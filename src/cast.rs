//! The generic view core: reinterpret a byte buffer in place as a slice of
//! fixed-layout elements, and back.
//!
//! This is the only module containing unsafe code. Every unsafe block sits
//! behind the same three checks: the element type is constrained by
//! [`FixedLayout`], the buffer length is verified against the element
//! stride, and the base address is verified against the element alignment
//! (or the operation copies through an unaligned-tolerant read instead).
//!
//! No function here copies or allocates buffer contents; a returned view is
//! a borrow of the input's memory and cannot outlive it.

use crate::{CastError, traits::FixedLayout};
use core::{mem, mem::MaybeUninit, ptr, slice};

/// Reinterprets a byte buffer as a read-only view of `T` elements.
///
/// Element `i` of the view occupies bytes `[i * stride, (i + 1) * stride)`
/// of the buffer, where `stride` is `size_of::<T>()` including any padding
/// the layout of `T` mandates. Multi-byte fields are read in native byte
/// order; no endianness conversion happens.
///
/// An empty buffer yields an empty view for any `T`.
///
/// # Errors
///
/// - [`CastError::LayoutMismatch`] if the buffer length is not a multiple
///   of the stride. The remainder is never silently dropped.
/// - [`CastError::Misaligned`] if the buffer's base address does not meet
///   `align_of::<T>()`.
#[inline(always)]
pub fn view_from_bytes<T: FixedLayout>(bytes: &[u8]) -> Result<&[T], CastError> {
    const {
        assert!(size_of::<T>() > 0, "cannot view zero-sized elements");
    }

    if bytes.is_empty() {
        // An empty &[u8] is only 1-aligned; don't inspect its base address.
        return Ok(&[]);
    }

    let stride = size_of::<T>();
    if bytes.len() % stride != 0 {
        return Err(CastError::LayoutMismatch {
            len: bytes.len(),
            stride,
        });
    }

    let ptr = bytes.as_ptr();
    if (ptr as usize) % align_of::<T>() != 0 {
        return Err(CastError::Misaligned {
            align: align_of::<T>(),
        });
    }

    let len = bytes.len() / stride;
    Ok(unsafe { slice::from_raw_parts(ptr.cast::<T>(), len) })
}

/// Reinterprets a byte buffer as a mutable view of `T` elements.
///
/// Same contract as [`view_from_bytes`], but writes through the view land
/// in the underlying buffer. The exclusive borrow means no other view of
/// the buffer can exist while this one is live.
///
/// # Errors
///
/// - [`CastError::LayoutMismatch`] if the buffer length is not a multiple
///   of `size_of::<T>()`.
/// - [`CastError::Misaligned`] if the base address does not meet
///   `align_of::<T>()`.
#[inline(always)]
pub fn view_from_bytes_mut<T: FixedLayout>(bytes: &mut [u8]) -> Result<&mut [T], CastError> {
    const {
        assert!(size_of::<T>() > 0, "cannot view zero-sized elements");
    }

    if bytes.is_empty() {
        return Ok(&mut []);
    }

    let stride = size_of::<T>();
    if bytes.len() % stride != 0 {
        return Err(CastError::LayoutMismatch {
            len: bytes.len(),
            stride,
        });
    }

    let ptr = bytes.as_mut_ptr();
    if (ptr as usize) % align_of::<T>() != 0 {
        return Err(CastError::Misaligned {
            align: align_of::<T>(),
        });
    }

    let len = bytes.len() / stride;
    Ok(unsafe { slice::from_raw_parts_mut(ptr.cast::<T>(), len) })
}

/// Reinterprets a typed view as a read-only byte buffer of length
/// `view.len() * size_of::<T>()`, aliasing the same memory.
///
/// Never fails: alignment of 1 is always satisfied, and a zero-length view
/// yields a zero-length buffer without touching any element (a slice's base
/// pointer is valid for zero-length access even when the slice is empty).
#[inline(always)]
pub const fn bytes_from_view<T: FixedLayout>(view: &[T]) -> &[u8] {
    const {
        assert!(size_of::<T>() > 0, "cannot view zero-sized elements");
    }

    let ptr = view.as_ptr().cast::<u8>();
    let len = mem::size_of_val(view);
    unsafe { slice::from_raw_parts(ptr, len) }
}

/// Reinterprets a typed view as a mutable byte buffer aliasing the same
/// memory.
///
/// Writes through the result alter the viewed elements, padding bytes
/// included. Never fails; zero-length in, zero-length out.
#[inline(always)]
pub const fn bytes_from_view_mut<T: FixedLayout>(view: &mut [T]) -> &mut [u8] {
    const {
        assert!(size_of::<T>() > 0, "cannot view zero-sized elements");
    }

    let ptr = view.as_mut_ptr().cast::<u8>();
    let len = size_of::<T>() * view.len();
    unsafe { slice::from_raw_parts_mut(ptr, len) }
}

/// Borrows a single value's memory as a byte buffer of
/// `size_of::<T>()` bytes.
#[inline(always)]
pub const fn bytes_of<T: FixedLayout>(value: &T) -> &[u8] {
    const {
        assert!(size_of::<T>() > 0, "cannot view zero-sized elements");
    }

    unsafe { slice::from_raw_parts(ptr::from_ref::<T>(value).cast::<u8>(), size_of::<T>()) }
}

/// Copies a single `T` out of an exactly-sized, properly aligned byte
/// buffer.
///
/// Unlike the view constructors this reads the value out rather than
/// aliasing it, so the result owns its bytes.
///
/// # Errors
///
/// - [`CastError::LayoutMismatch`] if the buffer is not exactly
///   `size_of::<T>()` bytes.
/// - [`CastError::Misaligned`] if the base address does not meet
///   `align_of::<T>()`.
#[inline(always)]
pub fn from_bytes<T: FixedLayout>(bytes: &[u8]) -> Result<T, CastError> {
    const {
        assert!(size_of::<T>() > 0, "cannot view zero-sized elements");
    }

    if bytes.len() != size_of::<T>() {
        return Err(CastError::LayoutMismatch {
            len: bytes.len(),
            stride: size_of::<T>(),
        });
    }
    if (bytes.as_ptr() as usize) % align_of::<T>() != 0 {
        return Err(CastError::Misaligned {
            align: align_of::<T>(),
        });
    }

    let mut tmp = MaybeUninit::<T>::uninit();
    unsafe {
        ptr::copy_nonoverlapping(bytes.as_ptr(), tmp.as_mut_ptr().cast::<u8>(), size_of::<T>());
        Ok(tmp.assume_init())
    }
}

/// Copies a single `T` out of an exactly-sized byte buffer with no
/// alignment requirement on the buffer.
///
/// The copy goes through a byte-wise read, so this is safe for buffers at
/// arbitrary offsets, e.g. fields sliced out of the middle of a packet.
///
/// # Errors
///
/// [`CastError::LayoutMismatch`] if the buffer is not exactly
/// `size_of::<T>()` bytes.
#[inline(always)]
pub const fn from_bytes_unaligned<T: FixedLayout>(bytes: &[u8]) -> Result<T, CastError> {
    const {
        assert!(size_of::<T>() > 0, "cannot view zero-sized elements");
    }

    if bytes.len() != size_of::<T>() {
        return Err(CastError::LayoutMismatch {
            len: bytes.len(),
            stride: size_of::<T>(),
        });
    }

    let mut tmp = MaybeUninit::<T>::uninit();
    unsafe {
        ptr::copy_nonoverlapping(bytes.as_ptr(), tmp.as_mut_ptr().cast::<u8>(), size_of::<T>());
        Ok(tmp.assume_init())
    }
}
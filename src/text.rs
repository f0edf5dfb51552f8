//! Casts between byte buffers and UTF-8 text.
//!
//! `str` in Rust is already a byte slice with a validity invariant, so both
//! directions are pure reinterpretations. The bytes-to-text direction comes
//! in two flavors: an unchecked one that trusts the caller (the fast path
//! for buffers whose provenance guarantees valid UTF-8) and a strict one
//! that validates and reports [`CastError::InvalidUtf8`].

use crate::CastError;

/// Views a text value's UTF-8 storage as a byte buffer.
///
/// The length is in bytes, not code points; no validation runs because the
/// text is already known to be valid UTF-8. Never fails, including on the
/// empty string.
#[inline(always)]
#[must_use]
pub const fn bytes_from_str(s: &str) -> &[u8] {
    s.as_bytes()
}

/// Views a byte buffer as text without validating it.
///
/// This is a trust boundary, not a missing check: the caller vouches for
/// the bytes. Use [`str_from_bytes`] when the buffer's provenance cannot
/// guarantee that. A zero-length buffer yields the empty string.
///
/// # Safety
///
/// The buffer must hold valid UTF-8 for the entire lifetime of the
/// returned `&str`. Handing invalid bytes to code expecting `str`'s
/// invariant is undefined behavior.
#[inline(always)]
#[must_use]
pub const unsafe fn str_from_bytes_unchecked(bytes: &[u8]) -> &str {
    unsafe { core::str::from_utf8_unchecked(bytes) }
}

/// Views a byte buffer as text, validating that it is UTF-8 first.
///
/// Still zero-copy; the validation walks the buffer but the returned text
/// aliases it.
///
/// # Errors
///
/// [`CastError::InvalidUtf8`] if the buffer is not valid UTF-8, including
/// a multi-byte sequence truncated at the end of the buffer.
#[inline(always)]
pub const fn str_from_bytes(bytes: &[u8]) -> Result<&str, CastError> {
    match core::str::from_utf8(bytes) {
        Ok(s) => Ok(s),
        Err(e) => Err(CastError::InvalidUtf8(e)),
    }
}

○ ○ ○

» What is expected: Among the records above, find the lines where the word "verified" appears and copy them.

» Exercise output:
//! [`FixedLayout`], the buffer length is verified against the element
//! stride, and the base address is verified against the element alignment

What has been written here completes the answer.